### Data provided ###

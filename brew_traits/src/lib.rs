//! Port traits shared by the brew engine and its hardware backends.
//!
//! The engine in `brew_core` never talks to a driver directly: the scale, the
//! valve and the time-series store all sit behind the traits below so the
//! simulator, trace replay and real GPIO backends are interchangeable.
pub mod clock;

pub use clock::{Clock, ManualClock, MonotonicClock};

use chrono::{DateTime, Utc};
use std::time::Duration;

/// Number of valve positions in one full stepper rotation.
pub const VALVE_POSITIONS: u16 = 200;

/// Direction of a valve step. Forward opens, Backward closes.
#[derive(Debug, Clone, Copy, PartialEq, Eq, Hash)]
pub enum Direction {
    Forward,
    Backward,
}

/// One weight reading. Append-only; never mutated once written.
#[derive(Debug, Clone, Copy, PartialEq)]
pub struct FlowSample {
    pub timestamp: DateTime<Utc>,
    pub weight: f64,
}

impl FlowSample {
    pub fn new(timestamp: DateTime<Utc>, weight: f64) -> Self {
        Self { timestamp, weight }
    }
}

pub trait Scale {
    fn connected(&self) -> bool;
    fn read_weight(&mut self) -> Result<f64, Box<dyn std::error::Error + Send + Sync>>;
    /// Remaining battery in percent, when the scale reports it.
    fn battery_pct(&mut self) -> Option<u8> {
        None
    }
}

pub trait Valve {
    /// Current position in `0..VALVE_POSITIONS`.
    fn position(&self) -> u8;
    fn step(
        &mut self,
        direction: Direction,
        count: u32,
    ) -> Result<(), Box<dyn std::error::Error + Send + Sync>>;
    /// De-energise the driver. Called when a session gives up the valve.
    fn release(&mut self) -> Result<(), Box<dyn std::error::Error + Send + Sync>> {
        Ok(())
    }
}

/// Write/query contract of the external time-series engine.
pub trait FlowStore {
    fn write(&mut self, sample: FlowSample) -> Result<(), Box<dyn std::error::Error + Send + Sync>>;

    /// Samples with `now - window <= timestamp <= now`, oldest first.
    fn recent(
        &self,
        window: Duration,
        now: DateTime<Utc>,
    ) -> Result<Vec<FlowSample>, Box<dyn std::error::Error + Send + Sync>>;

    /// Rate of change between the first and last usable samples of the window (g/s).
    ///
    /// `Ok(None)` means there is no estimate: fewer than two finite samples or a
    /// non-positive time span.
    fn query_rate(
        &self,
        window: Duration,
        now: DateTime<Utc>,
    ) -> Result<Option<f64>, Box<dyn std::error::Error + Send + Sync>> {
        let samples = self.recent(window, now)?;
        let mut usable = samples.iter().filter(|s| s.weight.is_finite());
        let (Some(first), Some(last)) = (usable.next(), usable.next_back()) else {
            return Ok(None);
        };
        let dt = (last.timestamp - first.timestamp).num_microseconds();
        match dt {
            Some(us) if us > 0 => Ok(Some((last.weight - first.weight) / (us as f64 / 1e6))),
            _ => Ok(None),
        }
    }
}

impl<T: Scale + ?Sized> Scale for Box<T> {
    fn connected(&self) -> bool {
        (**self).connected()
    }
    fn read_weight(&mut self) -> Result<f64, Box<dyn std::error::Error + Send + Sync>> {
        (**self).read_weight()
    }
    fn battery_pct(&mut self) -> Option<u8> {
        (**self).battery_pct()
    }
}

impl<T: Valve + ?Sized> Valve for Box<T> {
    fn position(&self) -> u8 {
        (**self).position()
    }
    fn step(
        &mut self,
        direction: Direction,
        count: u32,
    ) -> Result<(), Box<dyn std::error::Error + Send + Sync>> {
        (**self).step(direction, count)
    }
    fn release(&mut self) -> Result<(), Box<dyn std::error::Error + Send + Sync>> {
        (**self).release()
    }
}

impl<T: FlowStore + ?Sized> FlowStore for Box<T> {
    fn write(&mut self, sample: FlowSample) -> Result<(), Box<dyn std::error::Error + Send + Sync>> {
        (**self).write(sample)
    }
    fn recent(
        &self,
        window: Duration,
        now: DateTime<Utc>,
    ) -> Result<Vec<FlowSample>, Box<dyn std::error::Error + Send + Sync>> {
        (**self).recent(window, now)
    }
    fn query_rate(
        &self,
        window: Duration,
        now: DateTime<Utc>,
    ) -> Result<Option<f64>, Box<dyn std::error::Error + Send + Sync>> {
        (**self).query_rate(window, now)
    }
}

###
### Data provided ###

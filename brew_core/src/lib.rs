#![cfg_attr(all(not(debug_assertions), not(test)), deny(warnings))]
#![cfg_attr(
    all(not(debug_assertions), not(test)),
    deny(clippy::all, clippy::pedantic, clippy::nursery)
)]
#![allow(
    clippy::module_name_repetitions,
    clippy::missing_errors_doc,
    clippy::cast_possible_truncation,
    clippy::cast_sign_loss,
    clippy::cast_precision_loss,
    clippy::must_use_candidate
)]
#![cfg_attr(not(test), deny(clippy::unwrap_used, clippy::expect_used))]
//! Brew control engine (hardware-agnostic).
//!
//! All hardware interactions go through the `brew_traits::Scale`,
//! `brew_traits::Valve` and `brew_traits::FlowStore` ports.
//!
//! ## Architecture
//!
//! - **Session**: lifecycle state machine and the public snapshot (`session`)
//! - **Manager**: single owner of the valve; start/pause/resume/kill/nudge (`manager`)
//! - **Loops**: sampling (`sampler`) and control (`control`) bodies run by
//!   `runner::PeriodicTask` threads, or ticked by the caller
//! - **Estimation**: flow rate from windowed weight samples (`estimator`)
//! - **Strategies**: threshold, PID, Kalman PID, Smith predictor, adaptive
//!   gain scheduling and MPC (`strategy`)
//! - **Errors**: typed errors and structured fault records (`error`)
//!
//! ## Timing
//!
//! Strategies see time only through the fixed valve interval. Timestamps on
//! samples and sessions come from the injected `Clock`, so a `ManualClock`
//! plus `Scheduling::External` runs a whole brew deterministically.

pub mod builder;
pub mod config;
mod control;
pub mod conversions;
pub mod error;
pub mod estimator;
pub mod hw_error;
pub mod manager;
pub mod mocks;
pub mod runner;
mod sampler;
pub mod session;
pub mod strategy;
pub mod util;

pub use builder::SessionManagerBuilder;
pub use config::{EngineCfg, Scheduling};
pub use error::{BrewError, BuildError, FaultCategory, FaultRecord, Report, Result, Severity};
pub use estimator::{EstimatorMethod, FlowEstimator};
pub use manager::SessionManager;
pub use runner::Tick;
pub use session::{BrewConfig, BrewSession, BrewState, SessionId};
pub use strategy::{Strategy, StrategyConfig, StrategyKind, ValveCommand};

###
### Data provided ###

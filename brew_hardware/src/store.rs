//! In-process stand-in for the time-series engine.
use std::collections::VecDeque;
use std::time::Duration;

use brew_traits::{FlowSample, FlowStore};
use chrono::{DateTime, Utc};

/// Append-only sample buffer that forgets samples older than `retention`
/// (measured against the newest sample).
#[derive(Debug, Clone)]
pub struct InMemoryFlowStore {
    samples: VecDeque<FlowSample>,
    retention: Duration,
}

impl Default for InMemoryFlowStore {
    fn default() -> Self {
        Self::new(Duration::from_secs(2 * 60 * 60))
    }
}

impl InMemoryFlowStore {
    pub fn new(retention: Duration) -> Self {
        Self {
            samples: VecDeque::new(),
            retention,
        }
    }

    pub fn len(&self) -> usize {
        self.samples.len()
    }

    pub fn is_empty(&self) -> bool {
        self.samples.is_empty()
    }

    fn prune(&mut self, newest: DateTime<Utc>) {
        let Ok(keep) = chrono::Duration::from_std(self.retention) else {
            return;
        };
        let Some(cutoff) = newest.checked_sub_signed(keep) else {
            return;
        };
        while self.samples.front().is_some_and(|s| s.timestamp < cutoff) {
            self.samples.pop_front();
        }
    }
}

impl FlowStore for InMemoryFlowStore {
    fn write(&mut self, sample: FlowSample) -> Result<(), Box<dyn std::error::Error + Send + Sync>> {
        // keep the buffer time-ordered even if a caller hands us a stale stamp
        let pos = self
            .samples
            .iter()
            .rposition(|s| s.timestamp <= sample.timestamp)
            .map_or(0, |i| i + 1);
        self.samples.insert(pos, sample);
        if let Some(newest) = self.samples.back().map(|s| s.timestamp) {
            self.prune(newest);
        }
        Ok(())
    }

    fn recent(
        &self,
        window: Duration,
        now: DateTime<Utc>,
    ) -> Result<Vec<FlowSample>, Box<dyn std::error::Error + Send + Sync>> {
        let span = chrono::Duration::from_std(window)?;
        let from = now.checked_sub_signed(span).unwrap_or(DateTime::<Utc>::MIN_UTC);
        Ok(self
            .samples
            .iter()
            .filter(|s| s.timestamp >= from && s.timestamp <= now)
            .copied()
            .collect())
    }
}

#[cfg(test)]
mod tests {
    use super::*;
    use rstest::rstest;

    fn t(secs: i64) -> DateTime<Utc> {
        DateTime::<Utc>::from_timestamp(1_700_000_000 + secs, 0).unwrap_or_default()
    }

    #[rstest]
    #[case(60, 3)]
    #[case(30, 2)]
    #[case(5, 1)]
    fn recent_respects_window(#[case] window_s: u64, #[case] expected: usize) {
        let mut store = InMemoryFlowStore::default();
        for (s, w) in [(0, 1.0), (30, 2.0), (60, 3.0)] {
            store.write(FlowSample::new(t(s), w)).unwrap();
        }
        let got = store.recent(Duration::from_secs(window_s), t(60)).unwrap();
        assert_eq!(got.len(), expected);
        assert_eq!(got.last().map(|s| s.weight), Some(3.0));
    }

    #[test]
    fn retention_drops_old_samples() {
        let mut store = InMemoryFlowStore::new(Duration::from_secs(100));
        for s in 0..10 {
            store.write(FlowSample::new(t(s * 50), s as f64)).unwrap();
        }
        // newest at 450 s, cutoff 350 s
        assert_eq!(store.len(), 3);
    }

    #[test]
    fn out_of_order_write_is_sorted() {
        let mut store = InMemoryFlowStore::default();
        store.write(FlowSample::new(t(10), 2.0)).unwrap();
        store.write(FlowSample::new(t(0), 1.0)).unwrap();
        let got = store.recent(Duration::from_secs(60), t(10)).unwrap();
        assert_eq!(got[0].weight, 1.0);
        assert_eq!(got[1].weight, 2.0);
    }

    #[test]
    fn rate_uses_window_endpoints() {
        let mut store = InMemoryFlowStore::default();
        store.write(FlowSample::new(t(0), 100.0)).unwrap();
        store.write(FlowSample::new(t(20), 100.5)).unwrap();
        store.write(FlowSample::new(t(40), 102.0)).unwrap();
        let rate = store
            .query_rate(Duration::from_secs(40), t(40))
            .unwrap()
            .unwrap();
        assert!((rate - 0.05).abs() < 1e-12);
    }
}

###

Problem requirements: Your answer should consist only of the count of lines in the data that contain "span".

Problem solution: 3